Come è possibile che lui, come altri, non sia stato identificato prima?
Quello che siamo riusciti a trovare da soli era tutto materiale che poteva essere molto più sviluppato se ci fosse stato una prosecuzione di indagine da parte della procura di Milano, cosa che non è avvenuta nonostante le numerose sollecitazioni arrivate anche dal difensore dei parenti delle vittime. Questo purtroppo è stato il riflesso di una situazione che io considero una pagina nera della magistratura. Ci sono state invidie, ci sono state mancanze di collaborazione anzi atteggiamenti di concorrenza che sono durati anni e che hanno fatto alle indagini un danno enorme. C'è stata una guerra tra magistrati che hanno subito indirettamente i parenti delle vittime che hanno visto sfuggire un risultato che era a portata di mano. Se la Procura invece di continuare a mandare esposti contro di me, che si sono conclusi in nulla ma intanto il danno l'hanno fatto, avesse lavorato di concerto col mio ufficio, oggi a 50 anni dalla strage parleremmo di alcune sentenze di condanna e di una conoscenza ormai più che completa di quei fatti. Purtroppo non è stato così.
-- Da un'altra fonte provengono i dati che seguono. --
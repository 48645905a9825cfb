// Copyright 2025 the Scrim Authors
// SPDX-License-Identifier: Apache-2.0 OR MIT

//! Scrim Inspector: presentation control for the overlay inspection stack.
//!
//! ## Overview
//!
//! An [`Inspector`] sits between a host's
//! [`SurfaceHost`](scrim_provider::SurfaceHost) (the thing that can put
//! always-on-top regions on screen) and the
//! [`TouchRouter`](scrim_router::TouchRouter) (the thing that decides who a
//! touch belongs to). Every surface it shows, moves, or hides goes through
//! both in the same call, so compositing and arbitration never disagree.
//!
//! It implements the inspection session's lifecycle:
//!
//! - the floating bubble and its anchored menu
//!   ([`show_bubble`](Inspector::show_bubble),
//!   [`toggle_menu`](Inspector::toggle_menu));
//! - the full-screen inspection layer with pass-through compositing
//!   ([`enable_layer`](Inspector::enable_layer)) and the node boxes drawn
//!   on it ([`refresh`](Inspector::refresh));
//! - the transient node menu, info panel, and tree panel, and the back-key
//!   cascade that closes them ([`handle_back`](Inspector::handle_back));
//! - scripted node interaction
//!   ([`click_node`](Inspector::click_node) and the dispatch forwarders),
//!   where a provider refusal is reported, never retried.
//!
//! ```
//! use scrim_geometry::{ScreenMetrics, ScreenRect};
//! use scrim_inspector::Inspector;
//! use scrim_provider::{EphemeralPrefs, PassThroughPolicy, SurfaceHost, SurfaceId};
//!
//! struct Host(u32);
//!
//! impl SurfaceHost for Host {
//!     type Surface = u32;
//!     fn create_surface(
//!         &mut self,
//!         _: SurfaceId,
//!         _: ScreenRect,
//!         _: PassThroughPolicy,
//!     ) -> Option<u32> {
//!         self.0 += 1;
//!         Some(self.0)
//!     }
//!     fn move_surface(&mut self, _: &u32, _: ScreenRect) -> bool {
//!         true
//!     }
//!     fn destroy_surface(&mut self, _: u32) {}
//! }
//!
//! let metrics = ScreenMetrics::new(1080, 2000, 1.0);
//! let mut inspector = Inspector::new(Host(0), EphemeralPrefs::default(), metrics);
//! assert!(inspector.show_bubble());
//! assert!(inspector.enable_layer());
//! assert!(inspector.handle_back()); // tears the layer down
//! assert!(!inspector.handle_back()); // nothing left to close
//! ```
//!
//! This crate is `no_std` and uses `alloc`.

#![no_std]

extern crate alloc;

mod inspector;

pub use inspector::{
    BUBBLE_INITIAL_POS, BUBBLE_SIZE_DP, INFO_PANEL_FRACTION, Inspector, TAP_DURATION_MS,
    TREE_PANEL_FRACTION,
};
Parla per più di due ore il giudice Salvini, in una sorta di flusso di coscienza che ripercorre 50 anni di ricordi, di emozioni e di qualche amarezza. Dice “purtroppo non è stato così” ma a tratti sembra non crederci neanche lui, come non fosse ancora del tutto rassegnato. “Questa è una storia che nessuno vorrebbe scrivere. Anche la carta e l’inchiostro vorrebbero rifiutarla per vergogna”.